§ **Task objective**:
Lines below containing the word "label" should be copied out.

[Collected data]
BEGIN

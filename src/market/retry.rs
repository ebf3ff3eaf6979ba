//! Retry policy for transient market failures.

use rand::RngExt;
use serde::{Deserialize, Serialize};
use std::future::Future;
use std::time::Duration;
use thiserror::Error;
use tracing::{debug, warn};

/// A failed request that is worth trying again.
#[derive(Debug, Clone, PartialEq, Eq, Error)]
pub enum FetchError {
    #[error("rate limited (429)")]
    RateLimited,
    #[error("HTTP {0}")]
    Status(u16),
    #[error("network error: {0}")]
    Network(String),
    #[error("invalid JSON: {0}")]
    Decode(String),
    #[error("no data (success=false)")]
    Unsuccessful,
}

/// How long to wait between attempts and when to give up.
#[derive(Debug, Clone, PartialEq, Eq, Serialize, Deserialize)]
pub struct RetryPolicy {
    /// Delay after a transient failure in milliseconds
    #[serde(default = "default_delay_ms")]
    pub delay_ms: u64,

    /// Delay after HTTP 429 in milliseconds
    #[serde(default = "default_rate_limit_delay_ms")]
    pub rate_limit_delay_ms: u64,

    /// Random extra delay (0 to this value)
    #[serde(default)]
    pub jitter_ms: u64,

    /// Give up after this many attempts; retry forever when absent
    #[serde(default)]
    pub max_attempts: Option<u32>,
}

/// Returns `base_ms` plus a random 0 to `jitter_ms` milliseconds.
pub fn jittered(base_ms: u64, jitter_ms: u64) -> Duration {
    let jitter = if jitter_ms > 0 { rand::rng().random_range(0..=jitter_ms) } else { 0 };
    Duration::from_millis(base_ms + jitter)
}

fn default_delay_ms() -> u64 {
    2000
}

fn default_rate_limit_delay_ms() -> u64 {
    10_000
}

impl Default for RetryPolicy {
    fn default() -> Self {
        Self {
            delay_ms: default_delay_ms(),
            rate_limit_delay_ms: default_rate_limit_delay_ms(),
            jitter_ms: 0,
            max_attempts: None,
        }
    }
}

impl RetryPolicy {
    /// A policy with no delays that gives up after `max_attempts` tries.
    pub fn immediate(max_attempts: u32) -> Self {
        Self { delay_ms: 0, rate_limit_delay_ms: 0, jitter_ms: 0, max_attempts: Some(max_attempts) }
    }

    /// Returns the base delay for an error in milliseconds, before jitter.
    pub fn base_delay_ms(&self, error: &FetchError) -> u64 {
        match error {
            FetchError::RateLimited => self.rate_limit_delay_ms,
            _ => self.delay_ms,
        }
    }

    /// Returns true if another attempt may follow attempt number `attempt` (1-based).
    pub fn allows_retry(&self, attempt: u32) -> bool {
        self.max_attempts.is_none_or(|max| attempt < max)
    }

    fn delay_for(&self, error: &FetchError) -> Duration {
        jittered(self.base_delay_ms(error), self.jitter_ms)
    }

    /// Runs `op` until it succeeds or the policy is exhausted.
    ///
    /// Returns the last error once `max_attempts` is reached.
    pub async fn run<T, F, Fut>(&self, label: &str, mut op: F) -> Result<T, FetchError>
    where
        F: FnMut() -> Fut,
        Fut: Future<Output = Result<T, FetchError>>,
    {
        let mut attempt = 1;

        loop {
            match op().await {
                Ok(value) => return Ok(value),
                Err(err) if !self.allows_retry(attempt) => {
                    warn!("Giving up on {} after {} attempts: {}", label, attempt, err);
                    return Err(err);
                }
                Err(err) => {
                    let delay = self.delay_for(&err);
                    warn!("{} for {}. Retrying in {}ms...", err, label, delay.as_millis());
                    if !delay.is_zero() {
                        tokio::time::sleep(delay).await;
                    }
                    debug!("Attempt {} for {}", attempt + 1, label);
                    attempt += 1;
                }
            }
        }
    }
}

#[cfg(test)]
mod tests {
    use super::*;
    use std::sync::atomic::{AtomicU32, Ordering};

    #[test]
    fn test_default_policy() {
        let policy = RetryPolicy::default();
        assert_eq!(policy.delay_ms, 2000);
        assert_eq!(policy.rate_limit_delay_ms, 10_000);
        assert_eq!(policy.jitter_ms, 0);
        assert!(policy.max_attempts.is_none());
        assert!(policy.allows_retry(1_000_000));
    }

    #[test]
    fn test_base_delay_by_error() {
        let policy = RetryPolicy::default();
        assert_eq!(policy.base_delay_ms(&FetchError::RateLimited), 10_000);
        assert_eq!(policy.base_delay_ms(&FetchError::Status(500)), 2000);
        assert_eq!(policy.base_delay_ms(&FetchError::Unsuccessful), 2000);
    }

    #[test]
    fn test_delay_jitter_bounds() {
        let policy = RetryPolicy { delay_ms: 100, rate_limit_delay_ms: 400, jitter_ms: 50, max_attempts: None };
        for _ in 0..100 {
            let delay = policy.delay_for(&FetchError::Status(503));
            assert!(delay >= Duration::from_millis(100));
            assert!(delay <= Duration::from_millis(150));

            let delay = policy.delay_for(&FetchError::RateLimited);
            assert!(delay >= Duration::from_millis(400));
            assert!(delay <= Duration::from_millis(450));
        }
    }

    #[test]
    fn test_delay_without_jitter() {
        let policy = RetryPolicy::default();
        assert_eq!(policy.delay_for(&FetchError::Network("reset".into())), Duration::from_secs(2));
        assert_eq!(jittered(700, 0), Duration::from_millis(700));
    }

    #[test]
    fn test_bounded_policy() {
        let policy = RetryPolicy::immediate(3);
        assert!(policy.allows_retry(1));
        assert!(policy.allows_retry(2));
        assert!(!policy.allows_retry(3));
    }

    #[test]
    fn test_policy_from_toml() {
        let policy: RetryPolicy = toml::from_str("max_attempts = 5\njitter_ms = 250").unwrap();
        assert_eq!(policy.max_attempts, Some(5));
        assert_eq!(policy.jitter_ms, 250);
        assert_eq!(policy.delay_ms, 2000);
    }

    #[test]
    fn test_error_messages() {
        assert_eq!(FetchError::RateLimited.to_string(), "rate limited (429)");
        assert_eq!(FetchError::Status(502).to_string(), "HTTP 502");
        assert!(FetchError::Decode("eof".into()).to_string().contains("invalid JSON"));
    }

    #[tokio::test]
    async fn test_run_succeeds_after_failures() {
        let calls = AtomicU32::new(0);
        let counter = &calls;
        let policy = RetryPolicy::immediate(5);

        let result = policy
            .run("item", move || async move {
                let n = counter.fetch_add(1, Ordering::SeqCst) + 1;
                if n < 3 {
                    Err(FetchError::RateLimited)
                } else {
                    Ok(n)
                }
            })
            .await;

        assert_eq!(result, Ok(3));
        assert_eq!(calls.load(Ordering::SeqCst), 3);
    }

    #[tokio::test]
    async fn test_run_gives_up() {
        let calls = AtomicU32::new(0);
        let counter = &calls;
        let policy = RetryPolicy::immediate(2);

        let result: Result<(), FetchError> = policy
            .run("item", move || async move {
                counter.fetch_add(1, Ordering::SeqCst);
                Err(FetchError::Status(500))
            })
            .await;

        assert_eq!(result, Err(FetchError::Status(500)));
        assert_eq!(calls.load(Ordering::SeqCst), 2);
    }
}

END

§ **Finished task**:
    pub async fn run<T, F, Fut>(&self, label: &str, mut op: F) -> Result<T, FetchError>
                    warn!("Giving up on {} after {} attempts: {}", label, attempt, err);
                    warn!("{} for {}. Retrying in {}ms...", err, label, delay.as_millis());
                    debug!("Attempt {} for {}", attempt + 1, label);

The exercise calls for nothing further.